→ **WHAT THE TASK REQUIRES**
Scan the entries for the word "borrow" and report how many lines contain it, as a number with no other words.
** Opening RECORDS FOR THE TASK block **
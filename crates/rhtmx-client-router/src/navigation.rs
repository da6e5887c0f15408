//! Navigation orchestration
//!
//! [`Router`] owns everything a navigation touches: the route tree, a
//! matcher with its own template cache, the guard pipeline, the mode
//! adapter and the published [`UrlState`]. Routers are cheap to clone and
//! share one context.
//!
//! Programmatic navigation (`push` / `replace`) runs the guards. History
//! traversal (`back` / `forward`, or the user pressing the browser buttons)
//! does not: the adapter listener only re-syncs the URL state.

use std::fmt;
use std::sync::{Arc, Weak};

use parking_lot::{Mutex, RwLock};
use tokio::sync::watch;

use crate::config::RouterConfig;
use crate::env::{Environment, Location, MemoryEnvironment, Subscription};
use crate::error::{PatternError, RouterError};
use crate::guard::{GuardOutcome, GuardPipeline, Registration};
use crate::matcher::{MatchResult, RouteMatcher};
use crate::mode::{Mode, ModeAdapter, ModeConfig};
use crate::path::normalize_path;
use crate::query::{build_search_string, Query};
use crate::route::{RouteMeta, RouteNode};

/// Redirects (route-level or from guards) one navigation may follow
pub const MAX_REDIRECT_DEPTH: usize = 16;

/// The URL a router currently points at
#[derive(Debug, Clone, Default, PartialEq)]
pub struct UrlState {
    /// Full href as reported by the environment
    pub url: String,
    /// Logical path, base and fragment encoding removed
    pub path: String,
    /// Logical query, with `?` or empty
    pub search: String,
    /// Physical fragment, with `#` or empty
    pub hash: String,
    /// Meta of the most specific matched route
    pub meta: RouteMeta,
}

impl UrlState {
    pub fn query(&self) -> Query {
        Query::parse(&self.search)
    }
}

#[derive(Debug, Clone, Copy, PartialEq, Eq)]
enum NavigationKind {
    Push,
    Replace,
}

/// Builds a [`Router`]
///
/// # Examples
///
/// ```
/// use rhtmx_client_router::{ModeConfig, RouteNode, Router};
///
/// let router = Router::builder()
///     .route(RouteNode::new("users").with_child(RouteNode::new(":id")))
///     .mode(ModeConfig::hash())
///     .build()
///     .unwrap();
///
/// assert_eq!(router.current().path, "/");
/// ```
#[derive(Default)]
pub struct RouterBuilder {
    routes: Vec<RouteNode>,
    mode: Option<ModeConfig>,
    env: Option<Arc<dyn Environment>>,
}

impl RouterBuilder {
    pub fn new() -> Self {
        Self::default()
    }

    pub fn routes<I>(mut self, routes: I) -> Self
    where
        I: IntoIterator<Item = RouteNode>,
    {
        self.routes.extend(routes);
        self
    }

    pub fn route(mut self, route: RouteNode) -> Self {
        self.routes.push(route);
        self
    }

    /// Without a mode the router uses clean paths with no base
    pub fn mode(mut self, mode: ModeConfig) -> Self {
        self.mode = Some(mode);
        self
    }

    /// Defaults to a fresh [`MemoryEnvironment`] at `http://localhost/`
    pub fn environment(mut self, env: Arc<dyn Environment>) -> Self {
        self.env = Some(env);
        self
    }

    /// Compiles every route template and starts listening for external navigation
    pub fn build(self) -> Result<Router, RouterError> {
        let env = self
            .env
            .unwrap_or_else(|| Arc::new(MemoryEnvironment::default()) as Arc<dyn Environment>);
        Location::parse(&env.href())?;

        let adapter = match &self.mode {
            Some(config) => ModeAdapter::new(config, env),
            None => ModeAdapter::default_for(env),
        };

        let matcher = RouteMatcher::new();
        matcher.prepare(&self.routes)?;

        let (state, _) = watch::channel(UrlState::default());
        let inner = Arc::new(RouterInner {
            routes: RwLock::new(Arc::new(self.routes)),
            matcher,
            guards: GuardPipeline::new(),
            adapter,
            state,
            listener: Mutex::new(None),
        });

        let href = inner.adapter.environment().href();
        inner.state.send_replace(inner.derive_state(&href));

        let router = Router { inner };
        router.start_listening();

        tracing::debug!(
            mode = %router.mode(),
            base = router.inner.adapter.base(),
            path = %router.current().path,
            "router ready"
        );
        Ok(router)
    }
}

struct RouterInner {
    routes: RwLock<Arc<Vec<RouteNode>>>,
    matcher: RouteMatcher,
    guards: GuardPipeline,
    adapter: ModeAdapter,
    state: watch::Sender<UrlState>,
    listener: Mutex<Option<Subscription>>,
}

impl RouterInner {
    fn routes(&self) -> Arc<Vec<RouteNode>> {
        Arc::clone(&self.routes.read())
    }

    fn derive_state(&self, href: &str) -> UrlState {
        let path = self.adapter.path_of(href);
        let hash = Location::parse(href).map(|loc| loc.hash).unwrap_or_default();

        UrlState {
            url: href.to_string(),
            search: self.adapter.search_of(href),
            hash,
            meta: self.leaf_meta(&path),
            path,
        }
    }

    fn leaf_meta(&self, path: &str) -> RouteMeta {
        let routes = self.routes();
        match self.matcher.match_route(&routes, path, "") {
            Ok(Some(found)) => found.meta.clone(),
            Ok(None) => RouteMeta::new(),
            Err(err) => {
                tracing::warn!(path, error = %err, "route matching failed");
                RouteMeta::new()
            }
        }
    }

    /// Substituted redirect of the route `path` resolves to, if it has one
    fn route_redirect(&self, path: &str) -> Option<String> {
        let routes = self.routes();
        match self.matcher.match_route(&routes, path, "") {
            Ok(found) => found.and_then(|found| found.route.redirect_target(&found.params)),
            Err(err) => {
                tracing::warn!(path, error = %err, "route matching failed");
                None
            }
        }
    }

    fn sync_from_env(&self, href: &str) {
        let state = self.derive_state(href);
        tracing::debug!(path = %state.path, url = href, "external navigation");
        self.state.send_replace(state);
    }
}

/// A client-side router
///
/// # Examples
///
/// ```
/// use rhtmx_client_router::{GuardOutcome, RouteNode, Router};
///
/// # futures::executor::block_on(async {
/// let router = Router::builder()
///     .route(RouteNode::new("admin").with_meta("requiresAuth", true))
///     .route(RouteNode::new("login"))
///     .build()
///     .unwrap();
///
/// router.before_each(|_from, to| {
///     if to.starts_with("/admin") {
///         GuardOutcome::redirect("/login")
///     } else {
///         GuardOutcome::Allow
///     }
/// });
///
/// assert!(router.push("/admin", None).await);
/// assert_eq!(router.current().path, "/login");
/// # });
/// ```
#[derive(Clone)]
pub struct Router {
    inner: Arc<RouterInner>,
}

impl Router {
    pub fn builder() -> RouterBuilder {
        RouterBuilder::new()
    }

    pub fn new(
        routes: Vec<RouteNode>,
        mode: ModeConfig,
        env: Arc<dyn Environment>,
    ) -> Result<Self, RouterError> {
        RouterBuilder::new()
            .routes(routes)
            .mode(mode)
            .environment(env)
            .build()
    }

    pub fn from_config(config: RouterConfig, env: Arc<dyn Environment>) -> Result<Self, RouterError> {
        let mode = config.mode_config();
        Self::new(config.routes, mode, env)
    }

    /// Navigates to `to`, adding a history entry
    ///
    /// Returns `false` if a guard cancelled, a guard failed, or redirects
    /// exceeded [`MAX_REDIRECT_DEPTH`].
    pub async fn push(&self, to: &str, query: Option<&Query>) -> bool {
        self.navigate(to, query, NavigationKind::Push).await
    }

    /// Navigates to `to`, replacing the current history entry
    pub async fn replace(&self, to: &str, query: Option<&Query>) -> bool {
        self.navigate(to, query, NavigationKind::Replace).await
    }

    /// One step back through history; guards do not run
    pub fn back(&self) {
        self.go(-1);
    }

    /// One step forward through history; guards do not run
    pub fn forward(&self) {
        self.go(1);
    }

    pub fn go(&self, delta: isize) {
        self.inner.adapter.environment().go(delta);
    }

    async fn navigate(&self, to: &str, query: Option<&Query>, kind: NavigationKind) -> bool {
        let inner = &self.inner;
        let from = inner.adapter.current_path();

        let mut target = to.to_string();
        let mut search = query.map(build_search_string).unwrap_or_default();
        let mut redirects = 0usize;

        loop {
            if redirects > MAX_REDIRECT_DEPTH {
                tracing::error!(
                    from = %from,
                    to,
                    last = %target,
                    limit = MAX_REDIRECT_DEPTH,
                    "too many redirects, navigation aborted"
                );
                return false;
            }

            let (raw_path, inline_search) = split_search(&target);
            if search.is_empty() {
                search = inline_search.to_string();
            }
            let path = normalize_path(raw_path).into_owned();

            if let Some(redirect) = inner.route_redirect(&path) {
                let (redirect_path, redirect_search) = split_search(&redirect);
                if normalize_path(redirect_path) != path {
                    tracing::debug!(from = %path, to = %redirect, "following route redirect");
                    target = redirect;
                    search.clear();
                    redirects += 1;
                    continue;
                }
                // Same route, so only the query changes
                search = redirect_search.to_string();
            }

            match inner.guards.run_guards(&from, &path).await {
                GuardOutcome::Allow => {}
                GuardOutcome::Cancel => return false,
                GuardOutcome::RedirectTo(next) => {
                    target = next;
                    search.clear();
                    redirects += 1;
                    continue;
                }
            }

            match kind {
                NavigationKind::Push => inner.adapter.push(&path, &search),
                NavigationKind::Replace => inner.adapter.replace(&path, &search),
            }

            let href = inner.adapter.environment().href();
            inner.state.send_replace(inner.derive_state(&href));

            tracing::info!(
                from = %from,
                to = %path,
                search = %search,
                kind = ?kind,
                mode = %inner.adapter.mode(),
                "navigation committed"
            );

            inner.guards.run_after_hooks(&from, &path);
            return true;
        }
    }

    /// Snapshot of the current URL state
    pub fn current(&self) -> UrlState {
        self.inner.state.borrow().clone()
    }

    /// Receiver that observes every URL state change
    pub fn subscribe(&self) -> watch::Receiver<UrlState> {
        self.inner.state.subscribe()
    }

    pub fn routes(&self) -> Arc<Vec<RouteNode>> {
        self.inner.routes()
    }

    /// Swaps the route tree, validating every template first
    ///
    /// On error the previous tree stays active.
    pub fn set_routes(&self, routes: Vec<RouteNode>) -> Result<(), PatternError> {
        RouteMatcher::new().prepare(&routes)?;

        *self.inner.routes.write() = Arc::new(routes);
        self.inner.matcher.clear_cache();
        self.inner.matcher.prepare(&self.inner.routes())?;

        let href = self.inner.adapter.environment().href();
        self.inner.state.send_replace(self.inner.derive_state(&href));
        Ok(())
    }

    /// Runs `f` with the root-to-leaf match chain of the current path
    ///
    /// ```
    /// use rhtmx_client_router::{RouteNode, Router};
    ///
    /// let router = Router::builder()
    ///     .route(RouteNode::root().with_child(RouteNode::new("about")))
    ///     .build()
    ///     .unwrap();
    ///
    /// let depth = router.with_current_matches(|chain| chain.len());
    /// assert_eq!(depth, 1);
    /// ```
    pub fn with_current_matches<R>(&self, f: impl FnOnce(&[MatchResult<'_>]) -> R) -> R {
        let routes = self.inner.routes();
        let path = self.inner.state.borrow().path.clone();

        let chain = self
            .inner
            .matcher
            .find_matching_routes(&routes, &path, "")
            .unwrap_or_else(|err| {
                tracing::warn!(path = %path, error = %err, "route matching failed");
                Vec::new()
            });
        f(&chain)
    }

    pub fn mode(&self) -> Mode {
        self.inner.adapter.mode()
    }

    pub fn adapter(&self) -> &ModeAdapter {
        &self.inner.adapter
    }

    pub fn matcher(&self) -> &RouteMatcher {
        &self.inner.matcher
    }

    pub fn guards(&self) -> &GuardPipeline {
        &self.inner.guards
    }

    pub fn before_each<F>(&self, guard: F) -> Registration
    where
        F: Fn(&str, &str) -> GuardOutcome + Send + Sync + 'static,
    {
        self.inner.guards.before_each(guard)
    }

    pub fn after_each<F>(&self, hook: F) -> Registration
    where
        F: Fn(&str, &str) + Send + Sync + 'static,
    {
        self.inner.guards.after_each(hook)
    }

    /// Follows external navigation (back/forward, fragment edits)
    ///
    /// Called by [`RouterBuilder::build`]; calling it again is a no-op.
    pub fn start_listening(&self) {
        let mut listener = self.inner.listener.lock();
        if listener.is_some() {
            return;
        }

        let weak: Weak<RouterInner> = Arc::downgrade(&self.inner);
        *listener = Some(self.inner.adapter.setup_listener(move |href: &str| {
            if let Some(inner) = weak.upgrade() {
                inner.sync_from_env(href);
            }
        }));
    }

    pub fn stop_listening(&self) {
        // Dropping the subscription removes the listener
        self.inner.listener.lock().take();
    }

    pub fn is_listening(&self) -> bool {
        self.inner.listener.lock().is_some()
    }
}

impl fmt::Debug for Router {
    fn fmt(&self, f: &mut fmt::Formatter<'_>) -> fmt::Result {
        f.debug_struct("Router")
            .field("mode", &self.mode())
            .field("base", &self.inner.adapter.base())
            .field("url", &self.inner.state.borrow().url)
            .field("routes", &self.inner.routes.read().len())
            .field("guards", &self.inner.guards)
            .finish()
    }
}

/// `("/path", "?query")`; the query part is empty when absent or bare `?`
fn split_search(target: &str) -> (&str, &str) {
    match target.find('?') {
        Some(index) if index + 1 < target.len() => target.split_at(index),
        Some(index) => (&target[..index], ""),
        None => (target, ""),
    }
}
** Closing RECORDS FOR THE TASK block **
→ **SOLUTION FOR THIS TASK**
3